The degree to which this declaration is supported by publishers and the level to which different journals require their authors to adhere to it is a matter for debate but the principle of availability of background data has been accepted by a broad range of publishers. It is therefore reasonable to consider the possibility of making the public posting of data as a requirement for submission. At a simple level this is already possible. For specific types of data repositories already exist and in many cases most journals require submission of these data types to recognised respositories. More generally it is possible to host data sets in some institutional repositories and with the expected announcement of a large scale data hosting service from Google the argument that this is not practicable is becoming unsustainable. While such datasets may have limited discoverability and limited metadata, they will at least be discoverable from the papers that reference them. It is reasonable to expect sufficent context to be provided in the published paper to make the data useable.

However the data itself, except in specific cases, is not enough to be useful to other researchers. The detail of how that data was collected and how it was processed are critical for making a proper analysis of whether the claims made in a paper to be properly judged. Once again we come to the problem of recording the process of research and then presenting that in a form which is both detailed enough to be widely useful but not so dense as to be impenetrable. The technical challenges of delivering a fully supported paper are substantial. However it is difficult to argue that this shouldn’t be available. If claims made in the scientific literature cannot be fully verified can they be regarded as scientific? Once again – while the target is challenging – it is simply a proposal to do good science, properly communicated.

Aspirational Standards – celebrating best practice in open science

While the fully supported paper would be a massive social and technical step forward it in many ways is no more open than the current system. It does not deal with the problem of unpublished or unsuccessful studies that may never find a home in a traditional peer reviewed paper. As discussed above the ‘fully supported paper’ is not really ‘open science’; it is just good science. What then are the requirements, or standards for ‘open science’. Does there need to be a certificate or a set of requirements that need to be met before a project, individual, or institution can claim they are doing Open Science. Or is Open Science simply too generic and prone to misinterpretation?

I would argue that while ‘Open Science’ is a very generic term it has real value as a rallying point or banner. It is a term which generates significant positive reaction amongst the general public, the mainstream media, and large sections of the research community. Its very vagueness also allows some flexibility making it possible to welcome contributions from publishers, scientists, and funders which while not 100% open are nonetheless positive and helpful. Within this broad umbrella it is then possible to look at defining or recomending practices and standards and giving these specific labels for identification.
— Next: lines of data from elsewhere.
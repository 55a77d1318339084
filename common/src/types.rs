//! 型定義

use serde::{Deserialize, Serialize};

/// 抽出結果（正規化済み）
///
/// アップロード成功ごとに丸ごと置き換えられる。
/// `images` の並び順がギャラリー表示、ダウンロード名、全画面カーソル位置の基準になる。
#[derive(Debug, Clone, Default, PartialEq, Eq, Serialize, Deserialize)]
pub struct ExtractedData {
    /// 抽出テキスト（空の場合あり）
    #[serde(default)]
    pub text: String,
    /// Base64エンコードされたPNG画像（data URLプレフィックスなし）
    #[serde(default)]
    pub images: Vec<String>,
}

impl ExtractedData {
    pub fn new(text: impl Into<String>, images: Vec<String>) -> Self {
        Self {
            text: text.into(),
            images,
        }
    }

    pub fn has_text(&self) -> bool {
        !self.text.is_empty()
    }

    pub fn has_images(&self) -> bool {
        !self.images.is_empty()
    }

    pub fn image_count(&self) -> usize {
        self.images.len()
    }

    pub fn is_empty(&self) -> bool {
        !self.has_text() && !self.has_images()
    }
}

/// アップロード状態のスナップショット
///
/// 状態遷移のたびにリスナーへ通知される
#[derive(Debug, Clone, Default, PartialEq, Eq)]
pub struct UploadStatus {
    pub busy: bool,
    pub last_error: Option<String>,
    pub has_file: bool,
}

#[cfg(test)]
mod tests {
    use super::*;

    #[test]
    fn test_extracted_data_default_is_empty() {
        let data = ExtractedData::default();
        assert!(data.is_empty());
        assert!(!data.has_text());
        assert!(!data.has_images());
        assert_eq!(data.image_count(), 0);
    }

    #[test]
    fn test_extracted_data_accessors() {
        let data = ExtractedData::new("Hello", vec!["A".to_string(), "B".to_string()]);
        assert!(data.has_text());
        assert_eq!(data.image_count(), 2);
        assert_eq!(data.images[1], "B");
    }

    #[test]
    fn test_extracted_data_deserialize_missing_fields() {
        let data: ExtractedData = serde_json::from_str("{}").expect("デシリアライズ失敗");
        assert_eq!(data, ExtractedData::default());
    }
}
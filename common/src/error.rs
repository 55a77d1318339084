//! エラー型定義
//!
//! `Display` はそのままユーザーに表示するメッセージ

use thiserror::Error;

/// サーバーから文字列メッセージが得られない場合の汎用メッセージ
pub const GENERIC_UPLOAD_FAILURE: &str = "Upload failed. Ensure the extraction service is running.";

/// 共通エラー型
#[derive(Error, Debug, Clone, PartialEq, Eq)]
pub enum Error {
    #[error("Please select a PDF file first.")]
    NoFileSelected,

    #[error("Only PDF files are supported: {0}")]
    NotPdf(String),

    #[error("An upload is already in progress.")]
    Busy,

    /// 通信エラー（詳細はログ用）
    #[error("{}", GENERIC_UPLOAD_FAILURE)]
    Transport(String),

    #[error("{}", .message.as_deref().unwrap_or(GENERIC_UPLOAD_FAILURE))]
    Backend { status: u16, message: Option<String> },

    #[error("The extraction service returned an unreadable response: {0}")]
    MalformedResponse(String),

    #[error("No images to display")]
    EmptyGallery,

    #[error("Image index {index} is out of range (total {total})")]
    IndexOutOfRange { index: usize, total: usize },
}

/// Result型エイリアス
pub type Result<T> = std::result::Result<T, Error>;
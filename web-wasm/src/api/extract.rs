//! 抽出APIへの送信（fetch + FormData）

use pdf_extractor_common::{ExtractClient, HttpReply};
use wasm_bindgen::prelude::*;
use wasm_bindgen_futures::JsFuture;
use web_sys::{File, FormData, Request, RequestCredentials, RequestInit, RequestMode, Response};

/// ブラウザの `fetch` を使う抽出APIクライアント
#[derive(Debug, Clone)]
pub struct FetchExtractClient {
    endpoint: String,
}

impl FetchExtractClient {
    pub fn new(endpoint: impl Into<String>) -> Self {
        Self {
            endpoint: endpoint.into(),
        }
    }

    async fn send(&self, file: &File, keyword: Option<&str>) -> Result<HttpReply, JsValue> {
        let form = build_form_data(file, keyword)?;

        let opts = RequestInit::new();
        opts.set_method("POST");
        opts.set_mode(RequestMode::Cors);
        // Cookie等の資格情報を付けて送る
        opts.set_credentials(RequestCredentials::Include);
        opts.set_body(&form);

        let request = Request::new_with_str_and_init(&self.endpoint, &opts)?;

        let window = web_sys::window().ok_or_else(|| JsValue::from_str("window not available"))?;
        let resp_value = JsFuture::from(window.fetch_with_request(&request)).await?;
        let resp: Response = resp_value.dyn_into()?;

        let body = JsFuture::from(resp.text()?).await?;

        Ok(HttpReply {
            status: resp.status(),
            body: body.as_string().unwrap_or_default(),
        })
    }
}

impl ExtractClient for FetchExtractClient {
    type File = File;

    async fn post_pdf(&self, file: &File, keyword: Option<&str>) -> Result<HttpReply, String> {
        self.send(file, keyword)
            .await
            .map_err(|e| format!("fetch failed: {:?}", e))
    }
}

/// multipart本文を作成（`file` と任意の `keyword`）
pub fn build_form_data(file: &File, keyword: Option<&str>) -> Result<FormData, JsValue> {
    let form = FormData::new()?;
    form.append_with_blob_and_filename("file", file, &file.name())?;
    if let Some(keyword) = keyword {
        form.append_with_str("keyword", keyword)?;
    }
    Ok(form)
}

#[cfg(test)]
mod tests {
    use super::*;
    use pdf_extractor_common::DEFAULT_EXTRACT_API_URL;

    #[test]
    fn test_client_keeps_endpoint() {
        let client = FetchExtractClient::new(DEFAULT_EXTRACT_API_URL);
        assert_eq!(client.endpoint, "http://localhost:8000/extract-text");
    }
}

#[cfg(all(target_arch = "wasm32", test))]
mod wasm_tests {
    use super::*;
    use wasm_bindgen_test::*;

    wasm_bindgen_test_configure!(run_in_browser);

    fn sample_pdf() -> File {
        let parts = js_sys::Array::of1(&JsValue::from_str("%PDF-1.4"));
        File::new_with_str_sequence(&parts, "sample.pdf").expect("File作成失敗")
    }

    #[wasm_bindgen_test]
    fn wasm_form_data_includes_keyword() {
        let form = build_form_data(&sample_pdf(), Some("Name")).expect("FormData作成失敗");
        assert!(form.has("file"));
        assert_eq!(form.get("keyword").as_string().as_deref(), Some("Name"));
    }

    #[wasm_bindgen_test]
    fn wasm_form_data_omits_missing_keyword() {
        let form = build_form_data(&sample_pdf(), None).expect("FormData作成失敗");
        assert!(form.has("file"));
        assert!(!form.has("keyword"));
    }
}
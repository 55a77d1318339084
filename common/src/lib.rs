//! PDF Extractor Common Library
//!
//! Web(WASM)とCLIで共有される型、アップロード制御、ビューア状態

pub mod types;
pub mod error;
pub mod parser;
pub mod upload;
pub mod navigation;
pub mod viewer;
pub mod download;

pub use types::{ExtractedData, UploadStatus};
pub use error::{Error, Result, GENERIC_UPLOAD_FAILURE};
pub use parser::{backend_failure, normalize_response, normalize_value};
pub use upload::{
    extract, is_pdf, normalize_keyword, validate_pdf, ExtractClient, HttpReply,
    UploadController, UploadSession, DEFAULT_EXTRACT_API_URL, EXTRACT_API_URL_ENV,
};
pub use navigation::{NavigationCursor, ViewerAction};
pub use viewer::{ClickTarget, FullscreenSession, ViewerOutcome, ViewerState};
pub use download::{download_file_name, image_alt, image_data_url, strip_data_url, PNG_DATA_URL_PREFIX};
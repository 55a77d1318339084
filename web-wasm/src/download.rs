//! 画像ダウンロード
//!
//! 一時的な `<a download>` をクリックして保存させる

use pdf_extractor_common::{download_file_name, image_data_url};
use wasm_bindgen::prelude::*;
use web_sys::HtmlAnchorElement;

/// Base64画像を `extracted_image_{index+1}.png` として保存
pub fn download_image(image_data: &str, index: usize) {
    if let Err(e) = trigger_download(&image_data_url(image_data), &download_file_name(index)) {
        log::error!("image download failed: {:?}", e);
    }
}

fn trigger_download(href: &str, file_name: &str) -> Result<(), JsValue> {
    let document = web_sys::window()
        .and_then(|w| w.document())
        .ok_or_else(|| JsValue::from_str("document not available"))?;
    let body = document
        .body()
        .ok_or_else(|| JsValue::from_str("body not available"))?;

    let link = create_link(&document, href, file_name)?;
    body.append_child(&link)?;
    link.click();
    body.remove_child(&link)?;
    Ok(())
}

fn create_link(
    document: &web_sys::Document,
    href: &str,
    file_name: &str,
) -> Result<HtmlAnchorElement, JsValue> {
    let link: HtmlAnchorElement = document.create_element("a")?.dyn_into()?;
    link.set_href(href);
    link.set_download(file_name);
    Ok(link)
}

#[cfg(all(target_arch = "wasm32", test))]
mod wasm_tests {
    use super::*;
    use wasm_bindgen_test::*;

    wasm_bindgen_test_configure!(run_in_browser);

    #[wasm_bindgen_test]
    fn wasm_link_uses_deterministic_file_name() {
        let document = web_sys::window().unwrap().document().unwrap();
        let link = create_link(&document, &image_data_url("iVBORw0KGgo="), &download_file_name(2))
            .expect("リンク作成失敗");

        assert_eq!(link.download(), "extracted_image_3.png");
        assert!(link.href().starts_with("data:image/png;base64,"));
    }
}
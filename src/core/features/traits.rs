//! Trait definitions for feature extraction and scoring.

use super::fast_decode::FastDecoder;
use crate::error::FeatureError;
use image::DynamicImage;
use serde::{Deserialize, Serialize};
use tracing::debug;

/// Size of a binary keypoint descriptor in bytes (256 bits)
pub const DESCRIPTOR_BYTES: usize = 32;

/// A 256-bit binary descriptor of the patch around one keypoint
#[derive(Debug, Clone, Copy, PartialEq, Eq, Hash, Serialize, Deserialize)]
pub struct Descriptor([u8; DESCRIPTOR_BYTES]);

impl Descriptor {
    /// Wrap raw descriptor bytes
    pub fn new(bytes: [u8; DESCRIPTOR_BYTES]) -> Self {
        Self(bytes)
    }

    /// Get the raw descriptor bytes
    pub fn as_bytes(&self) -> &[u8; DESCRIPTOR_BYTES] {
        &self.0
    }

    /// Hamming distance: number of differing bits
    pub fn hamming(&self, other: &Self) -> u32 {
        self.0
            .iter()
            .zip(other.0.iter())
            .map(|(a, b)| (a ^ b).count_ones())
            .sum()
    }
}

/// Features derived from one image
///
/// An empty vector (of either kind) means "cannot compare" and scores
/// 0.0 against anything.
#[derive(Debug, Clone, PartialEq, Serialize, Deserialize)]
pub enum FeatureVector {
    /// Fixed-length colour histogram + channel statistics
    Histogram(Vec<f32>),
    /// Variable-length set of keypoint descriptors
    Keypoints(Vec<Descriptor>),
}

impl FeatureVector {
    /// The empty vector for a strategy
    pub fn empty(kind: StrategyKind) -> Self {
        match kind {
            StrategyKind::Histogram => FeatureVector::Histogram(Vec::new()),
            StrategyKind::Keypoint => FeatureVector::Keypoints(Vec::new()),
        }
    }

    /// Number of values (histogram) or descriptors (keypoints)
    pub fn len(&self) -> usize {
        match self {
            FeatureVector::Histogram(values) => values.len(),
            FeatureVector::Keypoints(descriptors) => descriptors.len(),
        }
    }

    /// True when the image could not be described
    pub fn is_empty(&self) -> bool {
        self.len() == 0
    }

    /// The strategy that produced these features
    pub fn kind(&self) -> StrategyKind {
        match self {
            FeatureVector::Histogram(_) => StrategyKind::Histogram,
            FeatureVector::Keypoints(_) => StrategyKind::Keypoint,
        }
    }
}

/// Available extraction strategies
#[derive(Debug, Clone, Copy, PartialEq, Eq, Hash, Serialize, Deserialize)]
pub enum StrategyKind {
    /// Global colour histogram compared with cosine similarity
    Histogram,
    /// Local binary descriptors compared with ratio-test matching
    Keypoint,
}

impl StrategyKind {
    /// Get a human-readable description of the strategy
    pub fn description(&self) -> &'static str {
        match self {
            StrategyKind::Histogram => {
                "Colour histogram - compares overall colour distribution, robust to resizing"
            }
            StrategyKind::Keypoint => {
                "Keypoint matching - compares local corner patches, robust to recolouring"
            }
        }
    }
}

impl std::fmt::Display for StrategyKind {
    fn fmt(&self, f: &mut std::fmt::Formatter<'_>) -> std::fmt::Result {
        match self {
            StrategyKind::Histogram => write!(f, "histogram"),
            StrategyKind::Keypoint => write!(f, "keypoint"),
        }
    }
}

/// Trait for extraction strategy implementations
///
/// A strategy owns both halves of the comparison: how features are
/// extracted and how two feature sets are scored.
pub trait SimilarityStrategy: Send + Sync {
    /// Compute features from an already-decoded image
    fn extract_image(&self, image: &DynamicImage) -> Result<FeatureVector, FeatureError>;

    /// Score two feature sets in [0, 1], higher is more similar.
    ///
    /// Returns 0.0 if either side is empty or was produced by another strategy.
    fn score(&self, a: &FeatureVector, b: &FeatureVector) -> f64;

    /// Get the strategy kind
    fn kind(&self) -> StrategyKind;

    /// Compute features from raw image bytes.
    ///
    /// Never fails: undecodable input yields the empty vector.
    fn extract(&self, bytes: &[u8]) -> FeatureVector {
        let result = FastDecoder::decode(bytes).and_then(|image| self.extract_image(&image));
        match result {
            Ok(features) => features,
            Err(e) => {
                debug!(strategy = %self.kind(), error = %e, "image could not be described");
                FeatureVector::empty(self.kind())
            }
        }
    }
}

#[cfg(test)]
mod tests {
    use super::*;

    fn descriptor_with(fill: u8) -> Descriptor {
        Descriptor::new([fill; DESCRIPTOR_BYTES])
    }

    #[test]
    fn hamming_to_self_is_zero() {
        let d = descriptor_with(0xA5);
        assert_eq!(d.hamming(&d), 0);
    }

    #[test]
    fn hamming_counts_all_bits() {
        assert_eq!(descriptor_with(0x00).hamming(&descriptor_with(0xFF)), 256);
    }

    #[test]
    fn hamming_single_bit() {
        let a = descriptor_with(0x00);
        let mut bytes = [0u8; DESCRIPTOR_BYTES];
        bytes[7] = 0b0001_0000;
        assert_eq!(a.hamming(&Descriptor::new(bytes)), 1);
    }

    #[test]
    fn empty_vectors_match_their_kind() {
        let histogram = FeatureVector::empty(StrategyKind::Histogram);
        let keypoints = FeatureVector::empty(StrategyKind::Keypoint);

        assert!(histogram.is_empty());
        assert!(keypoints.is_empty());
        assert_eq!(histogram.kind(), StrategyKind::Histogram);
        assert_eq!(keypoints.kind(), StrategyKind::Keypoint);
    }

    #[test]
    fn strategy_kind_display() {
        assert_eq!(StrategyKind::Histogram.to_string(), "histogram");
        assert_eq!(StrategyKind::Keypoint.to_string(), "keypoint");
    }
}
The main work in the area of defining relevant practices and standards has been carried out by Science Commons and the Open Knowledge Foundation. Science Commons have published four ‘Principles for Open Science‘ which focus on the availability and accessiblity of published literature, research tools, and data, and the development of cyberinfrastructure to make this possible. These four principles currently do no explicitly include the availability of process, which has been covered in detail above, but provide a clear set of criteria which could form the basis of standards. Broadly speaking research projects, individuals, or institutions that deliver on these principles could be said to be doing Open Science. The Open Knowledge Definiton, developed by the Open Knowledge Foundation, is another useful touchstone here. Another possible defining criterion for Open Science is that all the relevant material is made available under licenses that adhere to the definition.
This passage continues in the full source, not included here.